- Specialty: Endocrinology

= Lipodystrophy =

Inability to produce or maintain healthy fat tissue

Lipodystrophy syndromes are a group of genetic or acquired disorders in which the body is unable to produce and maintain healthy fat tissue. The medical condition is characterized by abnormal or degenerative conditions of the body's adipose tissue. A more specific term, lipoatrophy (from Greek lipo 'fat' and atrophy 'abnormal or degenerative condition'), is used when describing the loss of fat from one area (usually the face). This condition is also characterized by a lack of circulating leptin which may lead to osteosclerosis. The absence of fat tissue is associated with insulin resistance, hypertriglyceridemia, non-alcoholic fatty liver disease (NAFLD) and metabolic syndrome.
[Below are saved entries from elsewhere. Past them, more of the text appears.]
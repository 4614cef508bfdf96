//! Integration test for language persistence across reloads.
//!
//! A "reload" is a fresh [`LanguageStore`] over storage that survived the previous one.

use std::{fs, sync::Arc};

use testresult::TestResult;

use maison::prelude::*;

fn catalogs() -> TestResult<Arc<Catalogs>> {
    Ok(Arc::new(Catalogs::bundled()?))
}

#[test]
fn choice_survives_reload_from_file() -> TestResult {
    let dir = tempfile::tempdir()?;
    let path = dir.path().join("nested").join("storage.json");

    let mut store = LanguageStore::load(FileStorage::new(&path), catalogs()?);

    assert_eq!(store.language(), Language::Ru);
    assert_eq!(store.set_language(Language::En), Persistence::Saved);

    let reloaded = LanguageStore::load(FileStorage::new(&path), catalogs()?);

    assert_eq!(reloaded.language(), Language::En);
    assert_eq!(reloaded.catalog().tabs.menu, "Menu");

    Ok(())
}

#[test]
fn unsupported_persisted_value_loads_as_russian() -> TestResult {
    let dir = tempfile::tempdir()?;
    let path = dir.path().join("storage.json");
    fs::write(&path, r#"{ "app-lang": "XX" }"#)?;

    let store = LanguageStore::load(FileStorage::new(&path), catalogs()?);

    assert_eq!(store.language(), Language::Ru);
    assert_eq!(store.catalog().tabs.menu, "Меню");

    Ok(())
}

#[test]
fn corrupted_file_degrades_then_recovers_on_write() -> TestResult {
    let dir = tempfile::tempdir()?;
    let path = dir.path().join("storage.json");
    fs::write(&path, "not json")?;

    let mut store = LanguageStore::load(FileStorage::new(&path), catalogs()?);

    assert_eq!(store.language(), Language::Ru);
    assert_eq!(store.set_language(Language::Ro), Persistence::Saved);

    let reloaded = LanguageStore::load(FileStorage::new(&path), catalogs()?);

    assert_eq!(reloaded.language(), Language::Ro);

    Ok(())
}

#[test]
fn other_keys_in_the_file_are_preserved() -> TestResult {
    let dir = tempfile::tempdir()?;
    let path = dir.path().join("storage.json");
    fs::write(&path, r#"{ "theme": "dark" }"#)?;

    let mut store = LanguageStore::load(FileStorage::new(&path), catalogs()?);
    store.set_language(Language::En);

    let storage = store.into_storage();

    assert_eq!(storage.get("theme")?, Some("dark".to_string()));
    assert_eq!(storage.get(LANGUAGE_KEY)?, Some("EN".to_string()));

    Ok(())
}
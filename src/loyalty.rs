//! Loyalty
//!
//! Point balance, tiers and rewards behind the loyalty screen. The account is demo data; no
//! backend ever credits real orders.

use decimal_percentage::Percentage;
use rust_decimal::Decimal;
use thiserror::Error;
use tracing::info;

use crate::i18n::Catalog;

/// Errors raised by loyalty operations.
#[derive(Debug, Error, PartialEq, Eq)]
pub enum LoyaltyError {
    /// The reward costs more than the current balance
    #[error("reward costs {cost} points but only {balance} are available")]
    InsufficientPoints {
        /// Reward cost
        cost: u32,
        /// Current balance
        balance: u32,
    },
}

/// Loyalty level, reached by point balance.
#[derive(Debug, Clone, Copy, PartialEq, Eq, PartialOrd, Ord, Hash)]
pub enum Tier {
    /// Entry level
    Bronze,

    /// 500 points
    Silver,

    /// 1000 points
    Gold,

    /// 2000 points, the top
    Platinum,
}

impl Tier {
    /// Every tier, lowest first.
    pub const ALL: [Tier; 4] = [Tier::Bronze, Tier::Silver, Tier::Gold, Tier::Platinum];

    /// Points needed to reach this tier.
    pub fn threshold(self) -> u32 {
        match self {
            Tier::Bronze => 0,
            Tier::Silver => 500,
            Tier::Gold => 1_000,
            Tier::Platinum => 2_000,
        }
    }

    /// Highest tier whose threshold `points` meets.
    pub fn for_points(points: u32) -> Self {
        Tier::ALL
            .into_iter()
            .rev()
            .find(|tier| points >= tier.threshold())
            .unwrap_or(Tier::Bronze)
    }

    /// The tier above this one, if any.
    pub fn next(self) -> Option<Self> {
        match self {
            Tier::Bronze => Some(Tier::Silver),
            Tier::Silver => Some(Tier::Gold),
            Tier::Gold => Some(Tier::Platinum),
            Tier::Platinum => None,
        }
    }

    /// Points multiplier applied at this tier.
    pub fn multiplier(self) -> Decimal {
        match self {
            Tier::Bronze => Decimal::ONE,
            Tier::Silver => Decimal::new(125, 2),
            Tier::Gold => Decimal::new(15, 1),
            Tier::Platinum => Decimal::TWO,
        }
    }

    /// Display name. Tier names are not translated.
    pub fn name(self) -> &'static str {
        match self {
            Tier::Bronze => "Bronze",
            Tier::Silver => "Silver",
            Tier::Gold => "Gold",
            Tier::Platinum => "Platinum",
        }
    }
}

/// Something points can be spent on.
#[derive(Debug, Clone, Copy, PartialEq, Eq, Hash)]
pub enum Reward {
    /// A dessert on the house
    FreeDessert,

    /// 10% off the next order
    TenPercentOff,
}

impl Reward {
    /// Every reward, cheapest first.
    pub const ALL: [Reward; 2] = [Reward::FreeDessert, Reward::TenPercentOff];

    /// Price in points.
    pub fn cost(self) -> u32 {
        match self {
            Reward::FreeDessert => 500,
            Reward::TenPercentOff => 800,
        }
    }

    /// Localized name.
    pub fn label(self, catalog: &Catalog) -> &str {
        match self {
            Reward::FreeDessert => &catalog.loyalty.free_dessert,
            Reward::TenPercentOff => &catalog.loyalty.discount_10,
        }
    }
}

/// Why points moved.
#[derive(Debug, Clone, Copy, PartialEq, Eq)]
pub enum PointsSource {
    /// Earned on an order
    Order(u32),

    /// Spent on a reward
    Reward(Reward),
}

/// One balance change, newest first in the history.
#[derive(Debug, Clone, Copy, PartialEq, Eq)]
pub struct PointsEntry {
    /// Signed change in points
    pub points: i64,

    /// Why the balance changed
    pub source: PointsSource,
}

/// A guest's loyalty balance and history.
#[derive(Debug, Clone, Default, PartialEq, Eq)]
pub struct LoyaltyAccount {
    points: u32,
    history: Vec<PointsEntry>,
}

impl LoyaltyAccount {
    /// Create an account with the given balance and no history.
    pub fn new(points: u32) -> Self {
        Self {
            points,
            history: Vec::new(),
        }
    }

    /// The fixed account shown on the loyalty screen.
    pub fn demo() -> Self {
        Self {
            points: 1_250,
            history: vec![
                PointsEntry {
                    points: 50,
                    source: PointsSource::Order(1247),
                },
                PointsEntry {
                    points: 35,
                    source: PointsSource::Order(1230),
                },
                PointsEntry {
                    points: 120,
                    source: PointsSource::Order(1215),
                },
            ],
        }
    }

    /// Current balance.
    pub fn points(&self) -> u32 {
        self.points
    }

    /// Balance changes, newest first.
    pub fn history(&self) -> &[PointsEntry] {
        &self.history
    }

    /// Tier for the current balance.
    pub fn tier(&self) -> Tier {
        Tier::for_points(self.points)
    }

    /// Points still missing for the next tier, `None` at the top tier.
    pub fn points_to_next_tier(&self) -> Option<u32> {
        self.tier()
            .next()
            .map(|next| next.threshold().saturating_sub(self.points))
    }

    /// How far the balance is between the current tier and the next one.
    pub fn progress(&self) -> Percentage {
        let tier = self.tier();

        let Some(next) = tier.next() else {
            return Percentage::from(Decimal::ONE);
        };

        let earned = Decimal::from(self.points.saturating_sub(tier.threshold()));
        let span = Decimal::from(next.threshold() - tier.threshold());

        Percentage::from(earned / span)
    }

    /// [`Self::progress`] in whole percent points (0.25 becomes 25).
    pub fn progress_percent(&self) -> Decimal {
        (self.progress() * Decimal::ONE_HUNDRED).round_dp(0)
    }

    /// Credit points earned on an order.
    pub fn credit(&mut self, order_number: u32, points: u32) {
        self.points = self.points.saturating_add(points);
        self.history.insert(
            0,
            PointsEntry {
                points: i64::from(points),
                source: PointsSource::Order(order_number),
            },
        );
    }

    /// Spend points on a reward.
    ///
    /// # Errors
    ///
    /// Returns [`LoyaltyError::InsufficientPoints`] if the balance does not cover the cost;
    /// the account is left unchanged.
    pub fn claim(&mut self, reward: Reward) -> Result<(), LoyaltyError> {
        let cost = reward.cost();

        let Some(remaining) = self.points.checked_sub(cost) else {
            return Err(LoyaltyError::InsufficientPoints {
                cost,
                balance: self.points,
            });
        };

        self.points = remaining;
        self.history.insert(
            0,
            PointsEntry {
                points: -i64::from(cost),
                source: PointsSource::Reward(reward),
            },
        );

        info!(?reward, remaining, "loyalty reward claimed");

        Ok(())
    }
}

#[cfg(test)]
mod tests {
    use testresult::TestResult;

    use super::*;

    #[test]
    fn tiers_by_threshold() {
        assert_eq!(Tier::for_points(0), Tier::Bronze);
        assert_eq!(Tier::for_points(499), Tier::Bronze);
        assert_eq!(Tier::for_points(500), Tier::Silver);
        assert_eq!(Tier::for_points(1_250), Tier::Gold);
        assert_eq!(Tier::for_points(2_000), Tier::Platinum);
        assert_eq!(Tier::for_points(u32::MAX), Tier::Platinum);
    }

    #[test]
    fn demo_account_is_gold_quarter_way() {
        let account = LoyaltyAccount::demo();

        assert_eq!(account.tier(), Tier::Gold);
        assert_eq!(account.tier().multiplier(), Decimal::new(15, 1));
        assert_eq!(account.points_to_next_tier(), Some(750));
        assert_eq!(account.progress(), Percentage::from(Decimal::new(25, 2)));
        assert_eq!(account.progress_percent(), Decimal::from(25));
    }

    #[test]
    fn platinum_is_complete() {
        let account = LoyaltyAccount::new(2_400);

        assert_eq!(account.points_to_next_tier(), None);
        assert_eq!(account.progress(), Percentage::from(Decimal::ONE));
        assert_eq!(account.progress_percent(), Decimal::ONE_HUNDRED);
    }

    #[test]
    fn claim_deducts_and_records() -> TestResult {
        let mut account = LoyaltyAccount::demo();

        account.claim(Reward::TenPercentOff)?;

        assert_eq!(account.points(), 450);
        assert_eq!(account.tier(), Tier::Bronze);
        assert_eq!(
            account.history().first(),
            Some(&PointsEntry {
                points: -800,
                source: PointsSource::Reward(Reward::TenPercentOff),
            })
        );

        Ok(())
    }

    #[test]
    fn claim_without_enough_points_fails() {
        let mut account = LoyaltyAccount::new(499);

        let result = account.claim(Reward::FreeDessert);

        assert_eq!(
            result,
            Err(LoyaltyError::InsufficientPoints {
                cost: 500,
                balance: 499
            })
        );
        assert_eq!(account, LoyaltyAccount::new(499));
    }

    #[test]
    fn credit_adds_newest_first() {
        let mut account = LoyaltyAccount::demo();

        account.credit(1250, 60);

        assert_eq!(account.points(), 1_310);
        assert_eq!(
            account.history().first().map(|entry| entry.source),
            Some(PointsSource::Order(1250))
        );
    }
}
Body fat redistribution (BFR) syndrome, sometimes called fat derangement, is a form of lipodystrophy characterized by fat loss (or occasionally fat gain), often in the cheeks or face. BFR most often occurs in HIV/AIDS patients undergoing antiretroviral therapy.

== Types ==
Lipodystrophy can be divided into the following types:
- Congenital lipodystrophy syndromes
  - Congenital generalized lipodystrophy (Berardinelli-Seip syndrome)
  - Familial partial lipodystrophy
  - Marfanoid–progeroid–lipodystrophy syndrome
  - Chronic atypical neutrophilic dermatosis with lipodystrophy and elevated temperature syndrome
- Acquired lipodystrophy syndromes
  - Acquired partial lipodystrophy (Barraquer-Simons syndrome)
  - Acquired generalized lipodystrophy
  - Centrifugal abdominal lipodystrophy (lipodystrophia centrifugalis abdominalis infantilis)
  - Lipoatrophia annularis (Ferreira-Marques lipoatrophia)
  - Localized lipodystrophy
  - HIV-associated lipodystrophy
  - Drug-induced lipodystrophy

== Pathogenesis ==
Due to an insufficient capacity of subcutaneous tissue to store fat, fat is deposited in non-adipose tissue (lipotoxicity), leading to insulin resistance. Patients may display hypertriglyceridemia, severe fatty liver disease and little or no adipose tissue. Average patient lifespan is approximately 30 years before death, with liver failure being the usual cause of death. In contrast to the high levels seen in non-alcoholic fatty liver disease (NAFLD) associated with obesity, leptin levels are very low in lipodystrophy.

== Insulin injections ==

Lipodystrophy can appear as a lump or small dent in the skin that forms when a person performs injections repeatedly in the same spot. These types of lipodystrophies are harmless and can be avoided by changing (rotating) the locations of injections. For those with diabetes, using purified insulins and new needles with each injection may also help. (Although, in some cases, rotation of the injection sites may not be enough to prevent lipodystrophy.)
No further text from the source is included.